Ces vingt dernières années d’aide humanitaire ont nourri une réflexion plus étendue sur son impact. Les publications de lignes directrices telles que Do No Harm en 1999, le rapport de Transparency Internatianal « Preventing Corruption in Humanitarian Assistance », et le projet du conflict-sensitive consortium lancé en 2008 soulignent l’effet des opérations humanitaires sur le contexte politique, économique et social des zones dans lesquelles elles sont mises en œuvre [1]. Cependant, ces études mettent principalement en évidence des problèmes qui apparaissent une fois l’aide distribuée et accordent mois d’attention aux problématiques plus larges associées à l’acheminement de l’aide en lui-même. Une réflexion plus poussée sur le transport de l’aide se révèle nécessaire.

L’acheminement de l’aide par voie aérienne coûte chaque année des millions de dollars mais, jusqu’à présent, peu d’attention a été prêtée aux risques potentiels d’accorder des contrats de transport aérien à des compagnies qui contribuent à la perpétuation des conflits responsables des impacts dévastateurs auxquelles les agences d’aide humanitaire essayent de répondre.
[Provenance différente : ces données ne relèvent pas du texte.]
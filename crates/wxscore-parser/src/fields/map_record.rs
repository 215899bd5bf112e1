use std::collections::HashMap;

use once_cell::sync::Lazy;
use regex::Regex;
use serde::{Deserialize, Serialize};

use super::schema::FieldLayout;

static MAP_RECORD: Lazy<Regex> =
    Lazy::new(|| Regex::new(r"MapRecord\[\{(.*?)\}\]").expect("MapRecord pattern compiles"));

/// Returns the text between `MapRecord[{` and the first following `}]`.
pub fn capture_inner(raw: &str) -> Option<&str> {
    MAP_RECORD
        .captures(raw)
        .and_then(|caps| caps.get(1))
        .map(|m| m.as_str())
}

/// Splits the inner `key=value,...` segment of an encoded map field into the
/// raw values of a layout, one slot per layout key.
pub trait MapRecordParser {
    fn name(&self) -> &'static str;
    fn split<'a>(&self, inner: &'a str, layout: &FieldLayout) -> Vec<Option<&'a str>>;
}

/// Reads values by position. The segment is split on commas into at most
/// `layout.arity()` parts, so surplus commas stay in the last slot, and
/// `key=` is stripped from each slot only when it carries the layout's key
/// for that position.
pub struct PositionalParser;

impl MapRecordParser for PositionalParser {
    fn name(&self) -> &'static str {
        "positional"
    }

    fn split<'a>(&self, inner: &'a str, layout: &FieldLayout) -> Vec<Option<&'a str>> {
        let mut parts = inner.splitn(layout.arity(), ',');
        layout
            .keys
            .iter()
            .map(|key| {
                parts.next().map(|part| {
                    let trimmed = part.trim();
                    trimmed
                        .strip_prefix(key)
                        .and_then(|rest| rest.strip_prefix('='))
                        .unwrap_or(trimmed)
                        .trim()
                })
            })
            .collect()
    }
}

/// Parses every `key=value` token and looks the layout keys up by name.
/// Tokens without `=` are ignored; the first occurrence of a key wins.
pub struct KeyAwareParser;

impl MapRecordParser for KeyAwareParser {
    fn name(&self) -> &'static str {
        "key_aware"
    }

    fn split<'a>(&self, inner: &'a str, layout: &FieldLayout) -> Vec<Option<&'a str>> {
        let mut values: HashMap<&str, &str> = HashMap::new();
        for token in inner.split(',') {
            if let Some((key, value)) = token.split_once('=') {
                values.entry(key.trim()).or_insert(value.trim());
            }
        }
        layout
            .keys
            .iter()
            .map(|key| values.get(key).copied())
            .collect()
    }
}

#[derive(Debug, Clone, Copy, Default, PartialEq, Eq, Serialize, Deserialize)]
#[serde(rename_all = "snake_case")]
pub enum FieldParsing {
    #[default]
    Positional,
    KeyAware,
}

impl FieldParsing {
    pub fn parser(&self) -> &'static dyn MapRecordParser {
        match self {
            FieldParsing::Positional => &PositionalParser,
            FieldParsing::KeyAware => &KeyAwareParser,
        }
    }
}
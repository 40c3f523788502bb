//! Shared UI theme constants.

use ratatui::style::Color;

pub const BG: Color = Color::Rgb(0x0f, 0x11, 0x1a);
pub const FG: Color = Color::Rgb(0xe6, 0xe6, 0xe6);
pub const SUB: Color = Color::Rgb(0xa9, 0xb1, 0xd6);
pub const WARN: Color = Color::Rgb(0xf7, 0x76, 0x8e);
pub const OK: Color = Color::Rgb(0x9e, 0xce, 0x6a);

pub const HOT_ICON: &str = "🔥";
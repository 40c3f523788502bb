//! Threshold evaluation. Pure: same input, same flags.

use crate::config::Thresholds;
use crate::types::{InstantMetrics, RateMetrics, Resource, ThresholdFlags};
use crate::units::{bytes_to_kb, bytes_to_mb};

pub fn evaluate(metrics: &InstantMetrics, rates: &RateMetrics, t: &Thresholds) -> ThresholdFlags {
    let cpu_hot = metrics.cpu_percent >= t.cpu_warn;
    let ram_hot = metrics.mem_percent >= t.ram_warn;
    let disk_hot = bytes_to_mb(rates.disk_total_bps()) >= t.disk_mb_s_warn;
    let net_hot = bytes_to_kb(rates.net_total_bps()) >= t.net_kb_s_warn;

    let hot = [cpu_hot, ram_hot, disk_hot, net_hot];
    let hot_list = Resource::ALL
        .into_iter()
        .zip(hot)
        .filter_map(|(r, h)| h.then_some(r))
        .collect();

    ThresholdFlags {
        cpu_hot,
        ram_hot,
        disk_hot,
        net_hot,
        any_hot: hot.contains(&true),
        hot_list,
    }
}
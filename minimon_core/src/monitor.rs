//! Tick driver: sample, evaluate, hand a `Report` to whoever renders it.

use std::time::Duration;

use tokio::time::{Interval, MissedTickBehavior};

use crate::clock::{Clock, MonotonicClock};
use crate::config::Thresholds;
use crate::evaluator::evaluate;
use crate::provider::MetricsProvider;
use crate::sampler::Sampler;
use crate::types::Report;

pub struct Monitor<P, C = MonotonicClock> {
    sampler: Sampler<P, C>,
    thresholds: Thresholds,
    ticks: u64,
}

impl<P: MetricsProvider, C: Clock> Monitor<P, C> {
    pub fn new(sampler: Sampler<P, C>, thresholds: Thresholds) -> Self {
        Self {
            sampler,
            thresholds,
            ticks: 0,
        }
    }

    /// One full cycle. Tick numbers start at 1.
    pub fn tick(&mut self) -> Report {
        self.ticks += 1;
        let snapshot = self.sampler.sample();
        let flags = evaluate(&snapshot.metrics, &snapshot.rates, &self.thresholds);
        let status = flags.status();
        Report {
            tick: self.ticks,
            snapshot,
            flags,
            status,
        }
    }
}

/// Periodic ticker. The first tick fires after one full period (the sampler's
/// baseline was just taken); a late tick delays the schedule instead of bursting.
pub fn ticker(period: Duration) -> Interval {
    let start = tokio::time::Instant::now() + period;
    let mut iv = tokio::time::interval_at(start, period);
    iv.set_missed_tick_behavior(MissedTickBehavior::Delay);
    iv
}
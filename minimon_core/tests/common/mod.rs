//! Scripted provider and clock shared by the integration tests.
#![allow(dead_code)]

use std::cell::{Cell, RefCell};
use std::rc::Rc;
use std::time::{Duration, Instant};

use minimon_core::clock::Clock;
use minimon_core::types::{DiskCounters, MemoryStats, NetCounters};
use minimon_core::{MetricsProvider, ProviderError};

pub const MIB: u64 = 1_048_576;
pub const GIB: u64 = 1024 * MIB;

#[derive(Clone)]
pub struct FakeClock(Rc<Cell<Instant>>);

impl FakeClock {
    pub fn new() -> Self {
        Self(Rc::new(Cell::new(Instant::now())))
    }

    pub fn advance(&self, d: Duration) {
        self.0.set(self.0.get() + d);
    }

    pub fn rewind(&self, d: Duration) {
        self.0.set(self.0.get() - d);
    }
}

impl Clock for FakeClock {
    fn now(&self) -> Instant {
        self.0.get()
    }
}

#[derive(Debug, Clone)]
pub struct Readings {
    pub cpu: Result<f64, ProviderError>,
    pub mem: Result<MemoryStats, ProviderError>,
    pub disk: Result<DiskCounters, ProviderError>,
    pub net: Result<NetCounters, ProviderError>,
    pub primed: u32,
}

impl Default for Readings {
    fn default() -> Self {
        Self {
            cpu: Ok(0.0),
            mem: Ok(MemoryStats {
                total_bytes: 16 * GIB,
                available_bytes: 16 * GIB,
            }),
            disk: Ok(DiskCounters::default()),
            net: Ok(NetCounters::default()),
            primed: 0,
        }
    }
}

/// Provider whose readings the test rewrites between samples.
#[derive(Clone, Default)]
pub struct FakeProvider(pub Rc<RefCell<Readings>>);

impl FakeProvider {
    pub fn set(&self, f: impl FnOnce(&mut Readings)) {
        f(&mut self.0.borrow_mut());
    }

    pub fn primed(&self) -> u32 {
        self.0.borrow().primed
    }
}

impl MetricsProvider for FakeProvider {
    fn prime_cpu(&mut self) {
        self.0.borrow_mut().primed += 1;
    }
    fn cpu_percent(&mut self) -> Result<f64, ProviderError> {
        self.0.borrow().cpu.clone()
    }
    fn memory(&mut self) -> Result<MemoryStats, ProviderError> {
        self.0.borrow().mem.clone()
    }
    fn disk_counters(&mut self) -> Result<DiskCounters, ProviderError> {
        self.0.borrow().disk.clone()
    }
    fn net_counters(&mut self) -> Result<NetCounters, ProviderError> {
        self.0.borrow().net.clone()
    }
}

pub fn unavailable() -> ProviderError {
    ProviderError::NotReported("test")
}
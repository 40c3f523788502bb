//! Monotonic time source, injectable so tests can freeze or rewind it.

use std::time::Instant;

pub trait Clock {
    fn now(&self) -> Instant;
}

#[derive(Debug, Clone, Copy, Default)]
pub struct MonotonicClock;

impl Clock for MonotonicClock {
    fn now(&self) -> Instant {
        Instant::now()
    }
}
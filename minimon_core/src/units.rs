//! Binary unit conversions (1 KB = 1024 bytes).

const K: f64 = 1024.0;

pub fn bytes_to_kb(b: f64) -> f64 {
    b / K
}

pub fn bytes_to_mb(b: f64) -> f64 {
    b / (K * K)
}

pub fn bytes_to_gb(b: f64) -> f64 {
    b / (K * K * K)
}

#[cfg(test)]
mod tests {
    use super::*;

    #[test]
    fn powers_of_1024() {
        assert_eq!(bytes_to_kb(2048.0), 2.0);
        assert_eq!(bytes_to_mb(1_048_576.0), 1.0);
        assert_eq!(bytes_to_gb(3.0 * 1_073_741_824.0), 3.0);
    }
}
//! Error and anomaly types. Nothing here is fatal to the monitor loop.

use serde::Serialize;
use thiserror::Error;

use crate::types::{Counter, Resource};

/// Failure of the OS metrics provider to produce a value.
#[derive(Debug, Clone, PartialEq, Eq, Error)]
pub enum ProviderError {
    #[error("{0} not reported by the OS")]
    NotReported(&'static str),
    #[error("refresh panicked: {0}")]
    RefreshPanicked(String),
}

/// Conditions raised while taking one sample.
#[derive(Debug, Clone, PartialEq, Error, Serialize)]
#[serde(tag = "kind", rename_all = "snake_case")]
pub enum SampleIssue {
    #[error("{resource} metrics unavailable: {reason}")]
    MetricsUnavailable { resource: Resource, reason: String },
    #[error("clock did not advance for {resource} counters")]
    ClockNonMonotonic { resource: Resource },
    #[error("{counter} counter went backwards ({previous} -> {current})")]
    CounterRollback {
        counter: Counter,
        previous: u64,
        current: u64,
    },
}

impl SampleIssue {
    pub fn unavailable(resource: Resource, err: &ProviderError) -> Self {
        SampleIssue::MetricsUnavailable {
            resource,
            reason: err.to_string(),
        }
    }

    pub fn unavailable_resource(&self) -> Option<Resource> {
        match self {
            SampleIssue::MetricsUnavailable { resource, .. } => Some(*resource),
            _ => None,
        }
    }
}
L’implication des compagnies aériennes dans le trafic d’armes et le transport d’autres marchandises déstabilisantes (telles que les narcotiques ou les minéraux sensibles aux conflits) aide à alimenter et à prolonger le conflit. Les logisticiens de l’aide humanitaire ont depuis longtemps reconnu ce problème mais la nécessité de répondre rapidement à l’urgence avec des budgets limités et du personnel composé de non-spécialistes implique que des évaluations minutieuses des risques sont rarement mises en œuvre. Cette problématique a rarement été discutée au niveau de la politique générale des agences d’aide humanitaire et a stagné au niveau des départements logistiques.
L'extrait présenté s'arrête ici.